= H. K. Yang =

Yang Hsi-kun (楊西崑 (Yáng Xīkūn), 1910–2000), also spelled Yang Hsi-kung and better known as H. K. Yang, was a diplomat of the Republic of China on Taiwan.

==Biography==
Yang, a native of Jiangsu in mainland China, attended Peking University in Beijing and Columbia University in New York City.

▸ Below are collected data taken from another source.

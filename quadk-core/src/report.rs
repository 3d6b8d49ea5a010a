//! Presentation of the evaluated stiffness matrix.

use crate::analysis::Spectrum;
use crate::config::EvaluationConfig;
use crate::element::quad4::Integration;
use crate::types::StiffnessMatrix;
use serde::{Serialize, Serializer};
use std::fmt;

/// Significant digits used when none are requested.
pub const DEFAULT_SIGNIFICANT_DIGITS: usize = 3;

/// Largest useful precision; an f64 round-trips through 17 significant digits.
pub const MAX_SIGNIFICANT_DIGITS: usize = 17;

/// Format `value` rounded to `digits` significant digits.
///
/// `digits` is clamped to `1..=MAX_SIGNIFICANT_DIGITS`.
///
/// ```
/// use quadk_core::report::format_significant;
///
/// assert_eq!(format_significant(4.0 / 3.0, 3), "1.33");
/// assert_eq!(format_significant(-5.0 / 6.0, 3), "-0.833");
/// assert_eq!(format_significant(0.5, 3), "0.500");
/// assert_eq!(format_significant(0.0, 3), "0");
/// ```
pub fn format_significant(value: f64, digits: usize) -> String {
    if !value.is_finite() {
        return format!("{value}");
    }
    if value == 0.0 {
        return "0".to_string();
    }
    let precision = digits.clamp(1, MAX_SIGNIFICANT_DIGITS) - 1;

    // scientific notation rounds once and carries into the exponent, e.g. 9.996 -> 1.00e1
    let scientific = format!("{value:.precision$e}");
    let Some((_, exponent)) = scientific.split_once('e') else {
        return scientific;
    };
    let (Ok(exponent), Ok(rounded)) = (exponent.parse::<i32>(), scientific.parse::<f64>()) else {
        return scientific;
    };
    let decimals = (precision as i32 - exponent).max(0) as usize;
    format!("{rounded:.decimals$}")
}

/// Entries smaller than this fraction of the largest entry print as zero.
const ROUND_OFF_RATIO: f64 = 1e-12;

fn format_snapped(value: f64, threshold: f64, digits: usize) -> String {
    format_significant(if value.abs() <= threshold { 0.0 } else { value }, digits)
}

/// Render the matrix row by row with right-aligned columns.
pub fn render_matrix(k: &StiffnessMatrix, digits: usize) -> String {
    let threshold = k.amax() * ROUND_OFF_RATIO;
    let cells: Vec<Vec<String>> = k
        .row_iter()
        .map(|row| row.iter().map(|&v| format_snapped(v, threshold, digits)).collect())
        .collect();
    let width = cells.iter().flatten().map(String::len).max().unwrap_or(1);

    cells
        .iter()
        .map(|row| {
            let line: Vec<String> = row.iter().map(|c| format!("{c:>width$}")).collect();
            format!("[{}]", line.join("  "))
        })
        .collect::<Vec<_>>()
        .join("\n")
}

/// Evaluated stiffness matrix together with the inputs that produced it.
#[derive(Debug, Clone, Serialize)]
pub struct StiffnessReport {
    /// Young's modulus E.
    pub youngs_modulus: f64,
    /// Poisson's ratio ν.
    pub poissons_ratio: f64,
    /// Half-width h of the square.
    pub half_width: f64,
    /// Out-of-plane thickness t.
    pub thickness: f64,
    /// Strategy used to evaluate K.
    pub integration: Integration,
    /// Serialized as an array of rows.
    #[serde(serialize_with = "serialize_rows")]
    matrix: StiffnessMatrix,
    /// Eigenvalues of K in ascending order, when requested.
    #[serde(skip_serializing_if = "Option::is_none")]
    pub eigenvalues: Option<Vec<f64>>,
    /// Number of zero-energy modes, when requested.
    #[serde(skip_serializing_if = "Option::is_none")]
    pub zero_modes: Option<usize>,
    #[serde(skip)]
    significant_digits: usize,
}

fn serialize_rows<S: Serializer>(k: &StiffnessMatrix, serializer: S) -> Result<S::Ok, S::Error> {
    serializer.collect_seq(k.row_iter().map(|row| row.iter().copied().collect::<Vec<f64>>()))
}

impl StiffnessReport {
    /// Report `k` with the inputs and display precision taken from `config`.
    pub fn new(config: &EvaluationConfig, k: &StiffnessMatrix) -> Self {
        Self {
            youngs_modulus: config.youngs_modulus,
            poissons_ratio: config.poissons_ratio,
            half_width: config.half_width,
            thickness: config.thickness,
            integration: config.integration,
            matrix: *k,
            eigenvalues: None,
            zero_modes: None,
            significant_digits: config.significant_digits,
        }
    }

    /// Attach eigenvalue information.
    pub fn with_spectrum(mut self, spectrum: Spectrum) -> Self {
        self.zero_modes = Some(spectrum.zero_modes);
        self.eigenvalues = Some(spectrum.eigenvalues);
        self
    }

    /// The reported stiffness matrix.
    pub fn stiffness(&self) -> &StiffnessMatrix {
        &self.matrix
    }
}

impl fmt::Display for StiffnessReport {
    fn fmt(&self, f: &mut fmt::Formatter<'_>) -> fmt::Result {
        writeln!(
            f,
            "K (E = {}, nu = {}, h = {}, t = {}, {}):",
            format_significant(self.youngs_modulus, self.significant_digits),
            format_significant(self.poissons_ratio, self.significant_digits),
            format_significant(self.half_width, self.significant_digits),
            format_significant(self.thickness, self.significant_digits),
            self.integration,
        )?;
        write!(f, "{}", render_matrix(&self.matrix, self.significant_digits))?;
        if let (Some(eigenvalues), Some(zero_modes)) = (&self.eigenvalues, self.zero_modes) {
            let threshold = eigenvalues.iter().fold(0.0_f64, |m, l| m.max(l.abs())) * ROUND_OFF_RATIO;
            let formatted: Vec<String> = eigenvalues
                .iter()
                .map(|&l| format_snapped(l, threshold, self.significant_digits))
                .collect();
            write!(f, "\neigenvalues: [{}]\nzero modes: {zero_modes}", formatted.join(", "))?;
        }
        Ok(())
    }
}

#[cfg(test)]
mod tests {
    use super::*;
    use crate::analysis::spectrum;
    use crate::element::quad4::element_stiffness;
    use approx::assert_relative_eq;

    #[test]
    fn test_format_significant() {
        assert_eq!(format_significant(1.0 / 6.0, 3), "0.167");
        assert_eq!(format_significant(-2.0 / 3.0, 3), "-0.667");
        assert_eq!(format_significant(1234.5, 3), "1230");
        assert_eq!(format_significant(9.996, 3), "10.0");
        assert_eq!(format_significant(0.000123456, 2), "0.00012");
        assert_eq!(format_significant(2.0, 1), "2");
        assert_eq!(format_significant(f64::INFINITY, 3), "inf");
    }

    #[test]
    fn test_render_reference_first_row() {
        let k = element_stiffness(8.0 / 3.0, 1.0 / 3.0, 1.0).unwrap();
        let text = render_matrix(&k, 3);
        let lines: Vec<&str> = text.lines().collect();
        assert_eq!(lines.len(), 8);

        let first: Vec<&str> = lines[0]
            .trim_matches(&['[', ']'][..])
            .split_whitespace()
            .collect();
        assert_eq!(first, ["1.33", "0.500", "-0.833", "0", "-0.667", "-0.500", "0.167", "0"]);
    }

    #[test]
    fn test_report_row_major_and_json() {
        let config = EvaluationConfig::default();
        let k = config.evaluate().unwrap();
        let report = StiffnessReport::new(&config, &k).with_spectrum(spectrum(&k));

        assert_eq!(report.stiffness(), &k);

        let json: serde_json::Value = serde_json::to_value(&report).unwrap();
        assert_eq!(json["zero_modes"], 3);
        assert_eq!(json["integration"], "closed-form");
        let rows = json["matrix"].as_array().unwrap();
        assert_eq!(rows.len(), 8);
        assert!(rows.iter().all(|row| row.as_array().unwrap().len() == 8));
        assert_eq!(json["matrix"][0][2].as_f64().unwrap(), k[(0, 2)]);
        assert_eq!(json["matrix"][2][0].as_f64().unwrap(), k[(2, 0)]);
        assert!(json.get("significant_digits").is_none());

        let text = report.to_string();
        assert!(text.starts_with("K (E = 2.67, nu = 0.333, h = 1.00, t = 1.00, closed-form):"));
        assert!(text.contains("zero modes: 3"));
    }

    #[test]
    fn test_report_header_names_gauss_rule() {
        let config = EvaluationConfig {
            integration: Integration::Gauss(3),
            ..EvaluationConfig::default()
        };
        let k = config.evaluate().unwrap();
        let text = StiffnessReport::new(&config, &k).to_string();
        assert!(text.lines().next().unwrap().ends_with("gauss 3x3):"));
        assert_eq!(text.lines().count(), 9);
    }

    #[test]
    fn test_format_significant_caps_digits() {
        let text = format_significant(4.0 / 3.0, 320);
        assert_eq!(text, format_significant(4.0 / 3.0, MAX_SIGNIFICANT_DIGITS));
        assert!(text.starts_with("1.3333333333"));
        assert_relative_eq!(text.parse::<f64>().unwrap(), 4.0 / 3.0, max_relative = 1e-15);
        assert_eq!(format_significant(0.5, 0), "0.5");
    }

    #[test]
    fn test_format_significant_subnormal() {
        let text = format_significant(1e-310, 3);
        assert!(!text.contains("NaN"));
        assert!(text.starts_with("0.000"));
        assert!(text.ends_with("100"));
        assert_relative_eq!(text.parse::<f64>().unwrap(), 1e-310, max_relative = 1e-3);
    }

    #[test]
    fn test_render_subnormal_stiffness() {
        let k = element_stiffness(1e-309, 1.0 / 3.0, 1.0).unwrap();
        let text = render_matrix(&k, 3);
        assert!(!text.contains("NaN"));
        assert_eq!(text.lines().count(), 8);
        let first = text.lines().next().unwrap();
        assert_eq!(first.trim_matches(&['[', ']'][..]).split_whitespace().count(), 8);
    }

    #[test]
    fn test_report_with_excess_digits_is_finite() {
        let config = EvaluationConfig {
            significant_digits: 320,
            ..EvaluationConfig::default()
        };
        let k = config.evaluate().unwrap();
        let text = StiffnessReport::new(&config, &k).to_string();
        assert!(!text.contains("NaN"));
        assert!(text.starts_with("K (E = 2.6666666666666665, nu = 0.33333333333333331,"));
    }
}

From 1969 to 1979, Yang served as vice foreign minister and then deputy foreign minister of the Republic of China, and was responsible for the establishment of the Department of African Affairs. After Taipei's expulsion from the United Nations in 1971, Yang proposed to then-president Chiang Kai-shek that his government should in response declare a "Chinese Republic of Taiwan" that was entirely separate from the mainland; the descriptor "Chinese" — in the original, "Zhōnghuá" (中華) and not "Zhōngguó" (中國)" — was intended solely as a cultural descriptor rather than a political one, analogous to the various "Arab Republics" of the Middle East and North Africa. In conversations with then U.S. Ambassador in Taipei Walter P. McConaughy, Yang stated that Chiang himself was "impressively open-minded and willing to listen" to the suggestion, but Chiang's wife Soong Mei-ling in contrast had extremely negative reactions; Yang speculated that her opinion was influenced by Kung Ling-kan (孔令侃), the son of H. H. Kung and Soong's elder sister Soong Ai-ling, and spoke derogatorily of the younger Kung as "waging a reactionary campaign" while enjoying "the security of his New York residence".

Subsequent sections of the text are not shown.